Question about multi-language support

I am wondering whether there will be support for other languages such as German, French, Italian and so on. For English there is already many hours (>1000) of free speech data available, e.g. from the LibriSpeech (http://www.openslr.org/12/ 27) project or from VoxForge (http://www.voxforge.org 21). However, for all other languages the data situation is much worse, so there might be a much higher need for collecting data for other languages. For English, the best thing to do is probably to integrate an ASR system into Mozilla and collect real user data.

According to this post, multi-language support is supposed to be launched this week.

I guess a lot of people are really looking forward to contribute!

Hello both,

Indeed multi-language is launched, in that you can now localize the website into 30 langauges (there is a drop-down in the upper-right corner of the page).

However, we cannot yet collect voice data in any other language than English yet. We are working right now to collect sentences for people to read in these new languages. Stay tuned for more info about that.

Thanks!
Michael

1 Like

Where can we contribute non-English sentences?

Create files under server/data/${TWO_LETTER_LANGUAGE_CODE}/ and make a pull request?

@zeno For now, you can put them in a pastebin and send me the link. We are working on an official process for this right now.

400 German sentences you could say to your digital assistant.

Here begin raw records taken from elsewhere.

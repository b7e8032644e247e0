use std::path::{Path, PathBuf};

use crate::error::BackupError;
use crate::model::ManifestEntry;

pub const DEFAULT_MANIFEST_PATH: &str = "result.json";

/// Writes the run summary as a pretty-printed JSON array, replacing any
/// previous file. The data goes to a sibling `.partial` file first so a
/// failed write never leaves a truncated manifest behind.
pub async fn write_manifest(path: &Path, entries: &[ManifestEntry]) -> Result<(), BackupError> {
    let payload = serde_json::to_vec_pretty(entries)?;
    let partial = partial_path(path);
    let io_err = |source| BackupError::Manifest {
        path: path.to_path_buf(),
        source,
    };
    if let Some(parent) = path.parent().filter(|p| !p.as_os_str().is_empty()) {
        tokio::fs::create_dir_all(parent).await.map_err(io_err)?;
    }
    tokio::fs::write(&partial, payload).await.map_err(io_err)?;
    if let Err(source) = tokio::fs::rename(&partial, path).await {
        let _ = tokio::fs::remove_file(&partial).await;
        return Err(io_err(source));
    }
    Ok(())
}

fn partial_path(target: &Path) -> PathBuf {
    let mut name = target.file_name().unwrap_or_default().to_os_string();
    name.push(".partial");
    target.with_file_name(name)
}
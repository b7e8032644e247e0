use gdrive_core::{DriveClient, DriveError};
use serde_json::json;
use wiremock::matchers::{body_partial_json, body_string_contains, header, header_regex, method, path, query_param};
use wiremock::{Mock, MockServer, ResponseTemplate};

#[tokio::test]
async fn find_folder_queries_by_name_and_mime_type() {
    let server = MockServer::start().await;

    Mock::given(method("GET"))
        .and(path("/drive/v3/files"))
        .and(query_param(
            "q",
            "name = 'VK Backup' and mimeType = 'application/vnd.google-apps.folder' and trashed = false",
        ))
        .and(header("authorization", "Bearer drive-token"))
        .respond_with(ResponseTemplate::new(200).set_body_json(json!({
            "files": [{ "id": "folder-1", "name": "VK Backup" }]
        })))
        .mount(&server)
        .await;

    let client = DriveClient::with_base_url(&server.uri(), "drive-token").unwrap();
    let folder = client.find_folder("VK Backup").await.unwrap();

    assert_eq!(folder.map(|f| f.id), Some("folder-1".to_string()));
}

#[tokio::test]
async fn find_folder_returns_none_when_missing() {
    let server = MockServer::start().await;

    Mock::given(method("GET"))
        .and(path("/drive/v3/files"))
        .respond_with(ResponseTemplate::new(200).set_body_json(json!({ "files": [] })))
        .mount(&server)
        .await;

    let client = DriveClient::with_base_url(&server.uri(), "drive-token").unwrap();
    assert!(client.find_folder("Nope").await.unwrap().is_none());
}

#[tokio::test]
async fn create_folder_posts_folder_metadata() {
    let server = MockServer::start().await;

    Mock::given(method("POST"))
        .and(path("/drive/v3/files"))
        .and(body_partial_json(json!({
            "name": "VK Backup",
            "mimeType": "application/vnd.google-apps.folder"
        })))
        .respond_with(ResponseTemplate::new(200).set_body_json(json!({
            "id": "folder-2",
            "name": "VK Backup"
        })))
        .mount(&server)
        .await;

    let client = DriveClient::with_base_url(&server.uri(), "drive-token").unwrap();
    let folder = client.create_folder("VK Backup").await.unwrap();

    assert_eq!(folder.id, "folder-2");
}

#[tokio::test]
async fn upload_bytes_sends_multipart_related_request() {
    let server = MockServer::start().await;

    Mock::given(method("POST"))
        .and(path("/upload/drive/v3/files"))
        .and(query_param("uploadType", "multipart"))
        .and(header_regex(
            "content-type",
            "^multipart/related; boundary=vk_photo_backup_[0-9a-f]{16}$",
        ))
        .and(body_string_contains("\"parents\":[\"folder-1\"]"))
        .and(body_string_contains("jpeg-bytes"))
        .respond_with(ResponseTemplate::new(200).set_body_json(json!({
            "id": "file-1",
            "name": "10.jpg"
        })))
        .mount(&server)
        .await;

    let client = DriveClient::with_base_url(&server.uri(), "drive-token").unwrap();
    let file = client
        .upload_bytes("10.jpg", "folder-1", "image/jpeg", b"jpeg-bytes".to_vec())
        .await
        .unwrap();

    assert_eq!(file.id, "file-1");
    assert_eq!(file.name.as_deref(), Some("10.jpg"));
}

#[tokio::test]
async fn fetch_source_returns_body_bytes() {
    let server = MockServer::start().await;

    Mock::given(method("GET"))
        .and(path("/photo.jpg"))
        .respond_with(ResponseTemplate::new(200).set_body_bytes(b"pixels".to_vec()))
        .mount(&server)
        .await;

    let client = DriveClient::with_base_url(&server.uri(), "drive-token").unwrap();
    let bytes = client
        .fetch_source(&format!("{}/photo.jpg", server.uri()))
        .await
        .unwrap();

    assert_eq!(bytes, b"pixels");
}

#[tokio::test]
async fn fetch_source_reports_failed_download() {
    let server = MockServer::start().await;

    Mock::given(method("GET"))
        .and(path("/gone.jpg"))
        .respond_with(ResponseTemplate::new(404))
        .mount(&server)
        .await;

    let client = DriveClient::with_base_url(&server.uri(), "drive-token").unwrap();
    let err = client
        .fetch_source(&format!("{}/gone.jpg", server.uri()))
        .await
        .unwrap_err();

    assert!(matches!(err, DriveError::Source { status, .. } if status.as_u16() == 404));
}

#[tokio::test]
async fn api_error_uses_google_error_message() {
    let server = MockServer::start().await;

    Mock::given(method("POST"))
        .and(path("/drive/v3/files"))
        .respond_with(ResponseTemplate::new(403).set_body_json(json!({
            "error": { "code": 403, "message": "Insufficient Permission" }
        })))
        .mount(&server)
        .await;

    let client = DriveClient::with_base_url(&server.uri(), "drive-token").unwrap();
    let err = client.create_folder("VK Backup").await.unwrap_err();

    assert!(err.to_string().contains("Insufficient Permission"));
}
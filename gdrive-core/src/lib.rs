mod client;

pub use client::{DriveClient, DriveError, DriveFile, FOLDER_MIME_TYPE};
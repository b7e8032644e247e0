pub mod app;
pub mod cli;
pub mod config;
pub mod error;
pub mod limiter;
pub mod manifest;
pub mod model;
pub mod naming;
pub mod pipeline;
pub mod progress;
pub mod select;
pub mod source;
pub mod store;

pub use error::BackupError;
pub use model::{ManifestEntry, PhotoItem, Rendition};
pub use pipeline::{BackupPipeline, ManifestNaming, PipelineOptions};
use tracing::debug;
use yadisk_core::YadiskClient;

use super::{RemoteStore, StoreError};

/// Yandex Disk fetches the source URL itself, so uploads never pass photo
/// bytes through this process.
pub struct YandexDiskStore {
    client: YadiskClient,
}

impl YandexDiskStore {
    pub fn new(client: YadiskClient) -> Self {
        Self { client }
    }
}

impl RemoteStore for YandexDiskStore {
    async fn create_folder(&mut self, path: &str) -> Result<Option<String>, StoreError> {
        match self.client.create_folder(path).await {
            Ok(_) => Ok(None),
            Err(err) if err.is_conflict() => Err(StoreError::AlreadyExists(path.to_string())),
            Err(err) => Err(err.into()),
        }
    }

    async fn upload_by_url(&mut self, path: &str, source_url: &str) -> Result<(), StoreError> {
        let operation = self.client.upload_from_url(path, source_url).await?;
        debug!(path, operation = %operation.href, "yandex disk accepted upload");
        Ok(())
    }
}
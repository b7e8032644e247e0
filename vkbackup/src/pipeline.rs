use std::path::Path;

use tracing::{debug, info};

use crate::error::BackupError;
use crate::limiter::TransferLimiter;
use crate::manifest::write_manifest;
use crate::model::{ManifestEntry, PhotoItem};
use crate::naming::NameDisambiguator;
use crate::progress::ProgressSink;
use crate::select::select_best;
use crate::store::{RemoteStore, StoreError};

pub const DEFAULT_PHOTO_LIMIT: usize = 5;

/// Which name a manifest entry records when an upload was renamed to avoid
/// a collision.
#[derive(Debug, Clone, Copy, Default, PartialEq, Eq)]
pub enum ManifestNaming {
    /// `{likes}.jpg`, even when the file was stored as `{likes}-{date}.jpg`.
    #[default]
    Base,
    /// The name the file was actually stored under.
    Uploaded,
}

#[derive(Debug, Clone, Copy)]
pub struct PipelineOptions {
    pub limit: usize,
    pub manifest_naming: ManifestNaming,
}

impl Default for PipelineOptions {
    fn default() -> Self {
        Self {
            limit: DEFAULT_PHOTO_LIMIT,
            manifest_naming: ManifestNaming::default(),
        }
    }
}

pub struct BackupPipeline {
    options: PipelineOptions,
}

impl BackupPipeline {
    pub fn new(options: PipelineOptions) -> Self {
        Self { options }
    }

    /// Uploads the largest rendition of up to `limit` items into
    /// `target_folder` and returns one manifest entry per uploaded item, in
    /// source order. The first failing store call aborts the run.
    pub async fn run<S, P>(
        &self,
        items: &[PhotoItem],
        target_folder: &str,
        store: &mut S,
        progress: &mut P,
    ) -> Result<Vec<ManifestEntry>, BackupError>
    where
        S: RemoteStore,
        P: ProgressSink,
    {
        let limiter = TransferLimiter::new(self.options.limit);
        let total = limiter.effective_count(items.len());
        let mut names = NameDisambiguator::new();
        let mut manifest = Vec::with_capacity(total);

        // Stores key folders by the exact path, so create and upload must agree.
        let folder = target_folder.trim_end_matches('/');
        ensure_folder(store, folder).await?;
        info!(
            folder,
            available = items.len(),
            transferring = total,
            "starting backup"
        );
        if total == 0 {
            return Ok(manifest);
        }

        for (index, item) in items.iter().enumerate() {
            let processed = index + 1;
            let rendition = select_best(&item.renditions)
                .map_err(|_| BackupError::EmptyRenditionSet { index: processed })?;
            let base_name = item.base_name();
            let name = names.assign(&base_name, item.upload_date);
            let path = format!("{folder}/{name}");

            manifest.push(ManifestEntry {
                file_name: match self.options.manifest_naming {
                    ManifestNaming::Base => base_name,
                    ManifestNaming::Uploaded => name,
                },
                size_tag: rendition.size_tag.clone(),
            });

            debug!(%path, size = %rendition.size_tag, "uploading photo");
            let uploaded = store.upload_by_url(&path, &rendition.url).await;
            uploaded.map_err(|source| BackupError::StoreFatal { path, source })?;

            progress.report(processed, total);
            if limiter.should_stop(processed) {
                break;
            }
        }

        info!(uploaded = manifest.len(), "backup finished");
        Ok(manifest)
    }

    /// [`run`](Self::run), then write the manifest to `manifest_path`.
    /// Nothing is written when the run fails.
    pub async fn run_to_manifest<S, P>(
        &self,
        items: &[PhotoItem],
        target_folder: &str,
        store: &mut S,
        progress: &mut P,
        manifest_path: &Path,
    ) -> Result<Vec<ManifestEntry>, BackupError>
    where
        S: RemoteStore,
        P: ProgressSink,
    {
        let manifest = self.run(items, target_folder, store, progress).await?;
        write_manifest(manifest_path, &manifest).await?;
        info!(path = %manifest_path.display(), "manifest written");
        Ok(manifest)
    }
}

/// An already existing folder counts as success.
async fn ensure_folder<S: RemoteStore>(store: &mut S, path: &str) -> Result<(), BackupError> {
    match store.create_folder(path).await {
        Ok(_) => Ok(()),
        Err(StoreError::AlreadyExists(_)) => {
            debug!(folder = path, "target folder already exists");
            Ok(())
        }
        Err(source) => Err(BackupError::StoreFatal {
            path: path.to_string(),
            source,
        }),
    }
}

#[cfg(test)]
#[path = "pipeline_tests.rs"]
mod tests;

https://pastebin.mozilla.org/9085019

Sorted, deduplicated, spell-checked.

I came up with them myself, and hereby put them into public domain.
I made the pastebin for 1 month, let me know if permanent would be better for you guys.
More to come …

1 Like

This book by Stefan Zweig on Project Gutenberg is out of copyright in the US and Germany:

http://www.mirrorservice.org/sites/ftp.ibiblio.org/pub/docs/books/gutenberg/2/4/1/7/24173/24173-8.txt

Only the mirror site is accessible from Germany as gutenberg.org blocks all German IPs (https://cand.pglaf.org/germany/index.html)

1 Like

thanks for the sentences @zeno! I’ll put them in our review pipeline, and hopefully we’ll get German up and running in the next week or so.

good suggestions @flx, gutenberg is indeed one of the places we ask people to look.